● PROBLEM TO SOLVE: Print, in exact form, the lines below from the one containing "pub fn in_(&mut" through the one containing "pattern is not text.", and omit all others.

Saved data entries
_____
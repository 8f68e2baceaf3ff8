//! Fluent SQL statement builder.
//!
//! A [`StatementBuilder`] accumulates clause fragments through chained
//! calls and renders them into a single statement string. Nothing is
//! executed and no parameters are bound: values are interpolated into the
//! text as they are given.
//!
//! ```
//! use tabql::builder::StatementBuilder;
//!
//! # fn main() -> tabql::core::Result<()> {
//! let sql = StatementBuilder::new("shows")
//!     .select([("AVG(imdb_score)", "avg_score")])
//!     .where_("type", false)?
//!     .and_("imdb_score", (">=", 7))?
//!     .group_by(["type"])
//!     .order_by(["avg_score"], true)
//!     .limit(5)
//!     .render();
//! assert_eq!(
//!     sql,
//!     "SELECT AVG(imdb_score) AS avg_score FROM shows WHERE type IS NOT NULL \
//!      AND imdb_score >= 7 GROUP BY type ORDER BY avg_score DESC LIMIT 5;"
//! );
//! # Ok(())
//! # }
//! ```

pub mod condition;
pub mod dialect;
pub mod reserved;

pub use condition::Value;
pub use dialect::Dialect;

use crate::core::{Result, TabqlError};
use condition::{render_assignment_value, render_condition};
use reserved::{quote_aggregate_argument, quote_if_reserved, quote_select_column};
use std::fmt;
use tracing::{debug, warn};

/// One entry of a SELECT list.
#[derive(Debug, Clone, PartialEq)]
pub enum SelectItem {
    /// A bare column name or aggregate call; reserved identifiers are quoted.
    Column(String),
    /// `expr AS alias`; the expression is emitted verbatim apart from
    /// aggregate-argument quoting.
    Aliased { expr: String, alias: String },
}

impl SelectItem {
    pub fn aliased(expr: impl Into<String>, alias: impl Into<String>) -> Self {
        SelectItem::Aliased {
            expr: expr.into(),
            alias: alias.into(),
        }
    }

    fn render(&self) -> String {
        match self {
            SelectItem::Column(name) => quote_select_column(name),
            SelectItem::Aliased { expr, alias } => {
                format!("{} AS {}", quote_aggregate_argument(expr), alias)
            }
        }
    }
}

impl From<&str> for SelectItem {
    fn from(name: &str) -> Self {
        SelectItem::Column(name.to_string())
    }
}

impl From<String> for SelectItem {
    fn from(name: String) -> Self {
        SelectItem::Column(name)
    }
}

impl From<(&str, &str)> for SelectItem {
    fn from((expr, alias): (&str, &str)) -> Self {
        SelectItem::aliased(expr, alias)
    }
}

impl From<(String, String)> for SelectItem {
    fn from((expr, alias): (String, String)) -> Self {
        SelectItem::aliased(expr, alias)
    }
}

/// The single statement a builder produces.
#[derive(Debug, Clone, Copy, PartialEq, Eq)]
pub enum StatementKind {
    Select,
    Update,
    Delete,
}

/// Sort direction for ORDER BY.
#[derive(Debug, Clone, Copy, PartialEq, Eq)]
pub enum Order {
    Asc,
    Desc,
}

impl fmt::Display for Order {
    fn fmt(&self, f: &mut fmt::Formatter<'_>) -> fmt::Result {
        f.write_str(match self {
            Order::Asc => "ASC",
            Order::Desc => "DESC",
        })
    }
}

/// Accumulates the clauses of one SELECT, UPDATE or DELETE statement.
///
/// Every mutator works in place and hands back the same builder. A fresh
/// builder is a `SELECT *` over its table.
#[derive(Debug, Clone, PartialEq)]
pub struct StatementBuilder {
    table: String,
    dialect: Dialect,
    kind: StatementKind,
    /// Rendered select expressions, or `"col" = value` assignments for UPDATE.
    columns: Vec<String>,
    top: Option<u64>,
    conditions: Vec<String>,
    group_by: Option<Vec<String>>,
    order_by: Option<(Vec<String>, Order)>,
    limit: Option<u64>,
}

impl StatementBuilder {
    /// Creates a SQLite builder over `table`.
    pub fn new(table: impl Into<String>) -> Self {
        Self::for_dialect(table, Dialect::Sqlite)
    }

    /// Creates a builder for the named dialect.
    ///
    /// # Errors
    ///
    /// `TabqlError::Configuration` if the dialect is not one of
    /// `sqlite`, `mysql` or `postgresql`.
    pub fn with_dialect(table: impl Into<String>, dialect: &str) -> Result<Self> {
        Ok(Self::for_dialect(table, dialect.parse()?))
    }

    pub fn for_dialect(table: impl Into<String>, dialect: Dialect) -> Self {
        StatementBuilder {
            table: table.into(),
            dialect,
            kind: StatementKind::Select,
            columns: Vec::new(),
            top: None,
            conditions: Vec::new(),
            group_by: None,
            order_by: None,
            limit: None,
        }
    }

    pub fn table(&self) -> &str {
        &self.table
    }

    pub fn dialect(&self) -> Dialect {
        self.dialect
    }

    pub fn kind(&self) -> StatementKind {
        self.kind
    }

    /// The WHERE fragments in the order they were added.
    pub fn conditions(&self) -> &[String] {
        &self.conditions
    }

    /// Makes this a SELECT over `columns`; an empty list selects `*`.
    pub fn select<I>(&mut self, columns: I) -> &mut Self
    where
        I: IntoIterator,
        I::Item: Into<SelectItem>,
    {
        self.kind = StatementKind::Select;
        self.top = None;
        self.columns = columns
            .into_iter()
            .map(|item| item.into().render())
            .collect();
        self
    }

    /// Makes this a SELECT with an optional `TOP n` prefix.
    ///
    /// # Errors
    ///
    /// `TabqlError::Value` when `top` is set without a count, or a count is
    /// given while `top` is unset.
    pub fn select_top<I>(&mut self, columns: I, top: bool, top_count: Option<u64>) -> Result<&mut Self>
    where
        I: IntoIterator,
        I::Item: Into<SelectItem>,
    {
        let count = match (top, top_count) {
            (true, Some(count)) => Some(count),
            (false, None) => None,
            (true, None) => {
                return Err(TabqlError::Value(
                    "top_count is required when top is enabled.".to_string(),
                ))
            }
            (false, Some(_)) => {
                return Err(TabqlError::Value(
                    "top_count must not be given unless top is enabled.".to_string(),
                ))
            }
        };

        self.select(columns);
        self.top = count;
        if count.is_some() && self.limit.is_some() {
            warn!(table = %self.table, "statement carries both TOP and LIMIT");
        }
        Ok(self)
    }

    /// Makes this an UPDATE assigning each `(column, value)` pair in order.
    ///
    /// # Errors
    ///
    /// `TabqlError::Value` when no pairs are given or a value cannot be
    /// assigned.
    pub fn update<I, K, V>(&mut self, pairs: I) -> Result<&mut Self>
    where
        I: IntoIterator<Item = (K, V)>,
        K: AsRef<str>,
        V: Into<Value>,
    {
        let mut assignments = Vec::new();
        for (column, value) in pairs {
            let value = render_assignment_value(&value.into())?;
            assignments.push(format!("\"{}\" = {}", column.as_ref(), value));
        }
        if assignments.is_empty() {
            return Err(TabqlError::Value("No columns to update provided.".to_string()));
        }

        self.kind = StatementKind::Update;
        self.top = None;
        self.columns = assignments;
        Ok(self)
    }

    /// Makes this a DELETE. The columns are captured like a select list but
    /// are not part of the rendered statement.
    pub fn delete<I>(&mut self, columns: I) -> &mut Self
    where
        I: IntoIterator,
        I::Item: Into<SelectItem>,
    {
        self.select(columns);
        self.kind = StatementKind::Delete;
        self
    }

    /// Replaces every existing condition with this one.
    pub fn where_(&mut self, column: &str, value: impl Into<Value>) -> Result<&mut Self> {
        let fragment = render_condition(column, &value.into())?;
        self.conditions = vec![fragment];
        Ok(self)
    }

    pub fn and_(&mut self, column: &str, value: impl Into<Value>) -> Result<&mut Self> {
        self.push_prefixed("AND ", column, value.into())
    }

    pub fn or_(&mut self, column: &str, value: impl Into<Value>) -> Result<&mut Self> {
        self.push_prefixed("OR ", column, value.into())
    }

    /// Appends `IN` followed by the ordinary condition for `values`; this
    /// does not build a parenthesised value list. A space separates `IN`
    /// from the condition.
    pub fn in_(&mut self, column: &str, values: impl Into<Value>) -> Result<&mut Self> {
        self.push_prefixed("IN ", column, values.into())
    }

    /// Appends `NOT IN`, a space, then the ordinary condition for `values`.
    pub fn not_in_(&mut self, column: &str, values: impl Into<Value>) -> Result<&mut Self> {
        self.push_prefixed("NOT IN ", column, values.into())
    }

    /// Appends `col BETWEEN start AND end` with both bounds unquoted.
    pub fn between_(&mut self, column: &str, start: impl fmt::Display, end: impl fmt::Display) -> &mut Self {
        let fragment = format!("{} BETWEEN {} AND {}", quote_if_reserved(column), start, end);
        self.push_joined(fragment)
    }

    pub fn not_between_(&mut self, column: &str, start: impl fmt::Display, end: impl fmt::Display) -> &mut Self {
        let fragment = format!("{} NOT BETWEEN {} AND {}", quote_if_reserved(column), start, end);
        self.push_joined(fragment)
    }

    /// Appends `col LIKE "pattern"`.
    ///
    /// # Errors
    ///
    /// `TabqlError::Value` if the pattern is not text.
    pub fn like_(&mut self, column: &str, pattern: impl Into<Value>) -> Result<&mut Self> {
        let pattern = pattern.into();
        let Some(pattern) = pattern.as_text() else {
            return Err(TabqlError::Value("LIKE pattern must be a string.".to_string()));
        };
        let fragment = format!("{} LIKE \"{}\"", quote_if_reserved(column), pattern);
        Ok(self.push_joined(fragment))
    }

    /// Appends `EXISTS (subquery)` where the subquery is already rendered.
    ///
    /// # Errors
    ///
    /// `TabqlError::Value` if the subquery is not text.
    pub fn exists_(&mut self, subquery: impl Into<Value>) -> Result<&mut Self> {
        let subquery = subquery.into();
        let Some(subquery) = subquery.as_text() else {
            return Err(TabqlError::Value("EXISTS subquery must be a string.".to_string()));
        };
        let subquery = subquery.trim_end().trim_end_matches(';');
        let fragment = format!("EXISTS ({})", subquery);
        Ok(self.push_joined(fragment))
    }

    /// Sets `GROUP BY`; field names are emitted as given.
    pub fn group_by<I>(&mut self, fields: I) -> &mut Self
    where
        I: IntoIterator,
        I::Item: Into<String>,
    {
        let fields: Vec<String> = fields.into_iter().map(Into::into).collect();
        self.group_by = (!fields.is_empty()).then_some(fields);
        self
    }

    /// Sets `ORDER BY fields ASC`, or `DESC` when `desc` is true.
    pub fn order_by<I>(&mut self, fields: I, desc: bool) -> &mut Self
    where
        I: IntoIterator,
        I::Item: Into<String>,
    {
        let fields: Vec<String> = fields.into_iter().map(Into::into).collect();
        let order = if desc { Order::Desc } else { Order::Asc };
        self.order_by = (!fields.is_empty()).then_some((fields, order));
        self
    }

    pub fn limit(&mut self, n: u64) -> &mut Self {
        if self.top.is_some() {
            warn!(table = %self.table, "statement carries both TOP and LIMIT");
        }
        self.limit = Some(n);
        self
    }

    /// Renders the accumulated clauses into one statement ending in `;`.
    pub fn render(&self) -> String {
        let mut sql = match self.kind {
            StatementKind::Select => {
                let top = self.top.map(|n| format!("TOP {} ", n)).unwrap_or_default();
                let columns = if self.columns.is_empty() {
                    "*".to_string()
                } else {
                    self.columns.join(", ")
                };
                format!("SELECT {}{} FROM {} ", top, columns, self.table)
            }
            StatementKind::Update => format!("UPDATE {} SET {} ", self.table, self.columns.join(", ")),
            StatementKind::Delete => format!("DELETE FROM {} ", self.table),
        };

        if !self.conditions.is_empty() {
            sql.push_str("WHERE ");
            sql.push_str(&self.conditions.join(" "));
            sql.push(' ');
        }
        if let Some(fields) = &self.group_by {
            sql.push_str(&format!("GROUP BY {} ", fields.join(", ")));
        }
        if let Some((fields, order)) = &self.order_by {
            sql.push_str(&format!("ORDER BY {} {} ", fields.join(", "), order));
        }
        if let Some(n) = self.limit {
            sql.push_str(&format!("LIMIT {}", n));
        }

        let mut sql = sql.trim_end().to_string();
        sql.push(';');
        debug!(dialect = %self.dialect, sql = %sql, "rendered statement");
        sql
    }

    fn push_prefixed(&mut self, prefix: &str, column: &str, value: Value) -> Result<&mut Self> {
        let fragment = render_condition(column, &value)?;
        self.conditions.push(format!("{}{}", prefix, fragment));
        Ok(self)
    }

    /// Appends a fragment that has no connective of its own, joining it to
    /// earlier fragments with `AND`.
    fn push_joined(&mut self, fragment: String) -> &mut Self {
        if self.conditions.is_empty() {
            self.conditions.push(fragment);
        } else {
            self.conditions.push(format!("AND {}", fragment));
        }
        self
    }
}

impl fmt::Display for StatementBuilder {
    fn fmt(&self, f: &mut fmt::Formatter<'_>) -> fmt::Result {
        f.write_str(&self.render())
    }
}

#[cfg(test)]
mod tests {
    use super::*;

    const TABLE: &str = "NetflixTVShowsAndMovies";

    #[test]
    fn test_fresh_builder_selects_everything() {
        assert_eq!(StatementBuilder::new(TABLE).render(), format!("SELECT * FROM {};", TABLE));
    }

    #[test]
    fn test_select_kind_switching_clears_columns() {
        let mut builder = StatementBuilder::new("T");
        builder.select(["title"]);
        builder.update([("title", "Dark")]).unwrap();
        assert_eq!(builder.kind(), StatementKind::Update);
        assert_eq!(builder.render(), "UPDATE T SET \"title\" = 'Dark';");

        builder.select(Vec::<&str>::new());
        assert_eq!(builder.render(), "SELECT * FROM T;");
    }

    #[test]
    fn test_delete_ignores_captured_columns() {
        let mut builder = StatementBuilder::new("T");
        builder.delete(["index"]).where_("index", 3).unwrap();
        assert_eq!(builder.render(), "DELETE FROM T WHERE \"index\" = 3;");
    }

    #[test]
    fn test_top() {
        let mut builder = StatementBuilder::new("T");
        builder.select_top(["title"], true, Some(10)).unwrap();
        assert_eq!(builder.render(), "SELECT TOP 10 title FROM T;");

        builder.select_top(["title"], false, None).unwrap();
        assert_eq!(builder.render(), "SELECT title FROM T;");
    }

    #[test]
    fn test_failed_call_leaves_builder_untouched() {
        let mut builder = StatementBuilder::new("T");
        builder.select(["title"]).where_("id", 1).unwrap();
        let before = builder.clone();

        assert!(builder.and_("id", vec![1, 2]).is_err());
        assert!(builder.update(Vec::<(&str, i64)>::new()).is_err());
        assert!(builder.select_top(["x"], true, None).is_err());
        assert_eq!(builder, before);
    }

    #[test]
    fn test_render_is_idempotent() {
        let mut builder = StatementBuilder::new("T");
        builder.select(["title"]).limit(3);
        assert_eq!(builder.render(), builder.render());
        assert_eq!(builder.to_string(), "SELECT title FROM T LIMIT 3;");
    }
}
_____
● EXERCISE OUTPUT:
    pub fn in_(&mut self, column: &str, values: impl Into<Value>) -> Result<&mut Self> {
        self.push_prefixed("IN ", column, values.into())
    }

    /// Appends `NOT IN`, a space, then the ordinary condition for `values`.
    pub fn not_in_(&mut self, column: &str, values: impl Into<Value>) -> Result<&mut Self> {
        self.push_prefixed("NOT IN ", column, values.into())
    }

    /// Appends `col BETWEEN start AND end` with both bounds unquoted.
    pub fn between_(&mut self, column: &str, start: impl fmt::Display, end: impl fmt::Display) -> &mut Self {
        let fragment = format!("{} BETWEEN {} AND {}", quote_if_reserved(column), start, end);
        self.push_joined(fragment)
    }

    pub fn not_between_(&mut self, column: &str, start: impl fmt::Display, end: impl fmt::Display) -> &mut Self {
        let fragment = format!("{} NOT BETWEEN {} AND {}", quote_if_reserved(column), start, end);
        self.push_joined(fragment)
    }

    /// Appends `col LIKE "pattern"`.
    ///
    /// # Errors
    ///
    /// `TabqlError::Value` if the pattern is not text.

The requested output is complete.